En 1872, Philip Webley & Son, de Birmingham, puso a la venta el primer revólver British Bull Dog. Era un revólver pequeño, compacto, de cañón corto (dos pulgadas y media), que cargaba cinco cartuchos de grueso calibre (el .44 Short Rimfire, el .442 Webley, o el .450 Adams, por ejemplo). El señor Webley había pensado en un revólver que un caballero pudiera llevar consigo bajo el abrigo sin llamar la atención, para defenderse de malandrines, anarquistas, pedigüeños y demás chusma, que ofendían a la decencia, el buen gusto y particularmente a la propia bolsa.
El British Bull Dog tuvo mucho éxito. Fue imitado por los norteamericanos (donde mató a un presidente de los EE.UU.), por los españoles, los belgas... En Francia, el éxito del British Bull Dog fue visto con resquemor, pues todavía en aquel entonces Francia competía con cualquier cosa que hicieran los ingleses, con el cuento de que ellos podrían hacerla mejor.
Mientras tanto, el invento del neumático y la producción en serie popularizaron la bicicleta como medio de transporte y ocio a finales del siglo XIX. Quién más, quién menos, los amantes del progreso, la ciencia y la tecnología se sumaron a la fiebre ciclista. En Francia, más que en el Reino Unido, sea todo dicho, porque aunque el neumático era británico, el ciclismo como deporte nació en Francia y la nación entera se sumó al ciclismo con frenesí.

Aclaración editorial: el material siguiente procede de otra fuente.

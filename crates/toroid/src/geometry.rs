#[derive(Debug, Clone, Copy, Default, PartialEq)]
pub struct Vec2 {
    pub x: f32,
    pub y: f32,
}

impl Vec2 {
    pub const fn new(x: f32, y: f32) -> Self {
        Self { x, y }
    }

    /// Pixel cell containing this point, or `None` for negative/non-finite coordinates.
    pub fn to_pixel(self) -> Option<(u32, u32)> {
        if !self.x.is_finite() || !self.y.is_finite() || self.x < 0.0 || self.y < 0.0 {
            return None;
        }
        Some((self.x.floor() as u32, self.y.floor() as u32))
    }
}

/// Axis-aligned box described by its north-west and south-east corners.
#[derive(Debug, Clone, Copy, PartialEq)]
pub struct BoundingBox {
    pub nw: Vec2,
    pub se: Vec2,
}

impl BoundingBox {
    pub fn new(nw: Vec2, se: Vec2) -> Self {
        Self { nw, se }
    }

    pub fn from_rect(x: f32, y: f32, width: f32, height: f32) -> Self {
        Self {
            nw: Vec2 { x, y },
            se: Vec2 {
                x: x + width,
                y: y + height,
            },
        }
    }

    pub fn width(&self) -> f32 {
        self.se.x - self.nw.x
    }

    pub fn height(&self) -> f32 {
        self.se.y - self.nw.y
    }

    /// Edges are inclusive on all four sides.
    pub fn contains(&self, point: Vec2) -> bool {
        point.x >= self.nw.x && point.x <= self.se.x && point.y >= self.nw.y && point.y <= self.se.y
    }

    pub fn translated(&self, dx: f32, dy: f32) -> Self {
        Self {
            nw: Vec2 {
                x: self.nw.x + dx,
                y: self.nw.y + dy,
            },
            se: Vec2 {
                x: self.se.x + dx,
                y: self.se.y + dy,
            },
        }
    }
}

#[cfg(test)]
mod tests {
    use super::*;

    #[test]
    fn contains_is_inclusive_on_every_edge() {
        let bbox = BoundingBox::from_rect(10.0, 20.0, 30.0, 40.0);
        assert!(bbox.contains(Vec2::new(10.0, 20.0)));
        assert!(bbox.contains(Vec2::new(40.0, 60.0)));
        assert!(bbox.contains(Vec2::new(10.0, 60.0)));
        assert!(bbox.contains(Vec2::new(40.0, 20.0)));
        assert!(!bbox.contains(Vec2::new(9.9, 30.0)));
        assert!(!bbox.contains(Vec2::new(25.0, 60.1)));
    }

    #[test]
    fn from_rect_reports_dimensions() {
        let bbox = BoundingBox::from_rect(-5.0, 3.0, 12.0, 7.0);
        assert_eq!(bbox.width(), 12.0);
        assert_eq!(bbox.height(), 7.0);
        assert_eq!(bbox.se, Vec2::new(7.0, 10.0));
    }

    #[test]
    fn translated_moves_both_corners() {
        let bbox = BoundingBox::from_rect(0.0, 0.0, 4.0, 4.0).translated(2.0, -1.0);
        assert_eq!(bbox.nw, Vec2::new(2.0, -1.0));
        assert_eq!(bbox.se, Vec2::new(6.0, 3.0));
    }

    #[test]
    fn to_pixel_rejects_negative_and_non_finite() {
        assert_eq!(Vec2::new(3.7, 9.2).to_pixel(), Some((3, 9)));
        assert_eq!(Vec2::new(-0.5, 1.0).to_pixel(), None);
        assert_eq!(Vec2::new(f32::NAN, 1.0).to_pixel(), None);
    }
}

Pero una cosa es querer y otra es poder. Los ciclistas se enfrentaban a muchos peligros. El ciclista embestía a los peatones, asustaba a las damas, irritaba a los caballeros, espantaba a los brutos... y no hablemos de los tranvías. En cualquier ciudad europea se repetía el suceso con demasiada frecuencia. Un grito de angustía, un chirriar de frenos, una multitud que corría hacia el tranvía. ¡Otro ciclista...! Cuenta Joseph Roth que en Viena corría un chiste que decía que la culpa era siempre de los judíos... o de los ciclistas.
Pero el incordio más molesto que sufrían los ciclistas era el de los canes. Así que un perro veía pasar a un ciclista, corría tras él para morderle la pantorrilla. Los chuchos perseguían a un ciclista sí y a otro también y provocaban muchos accidentes. Además, corrían entre los ciclistas leyendas de perros rabiosos capaces de contagiarle a uno la hidrofobia. Si bien Pasteur había descubierto la vacuna, los ciclistas creían en el progreso de la mecánica, pero todavía desconfiaban de los adelantos biomédicos.
Así que pronto se vieron ciclistas con la British Bull Dog o alguna de sus imitaciones a cuestas. Si asomaba un chucho, se echaba mano del revólver y pam, pam, asunto resuelto. Pero el revólver de Philip Webley & Son, de Birmingham, tenía el martillo a la vista y tenía un notable retroceso. Si uno se enfrentaba a un perro desde una bicicleta en marcha, tenía que desenfundar rápido; pero el martillo del revólver británico se enredaba en las ropas y las más de las veces el ciclista acababa besando tierra.
Era precisa una solución rápida y elegante, una pistola para ciclistas.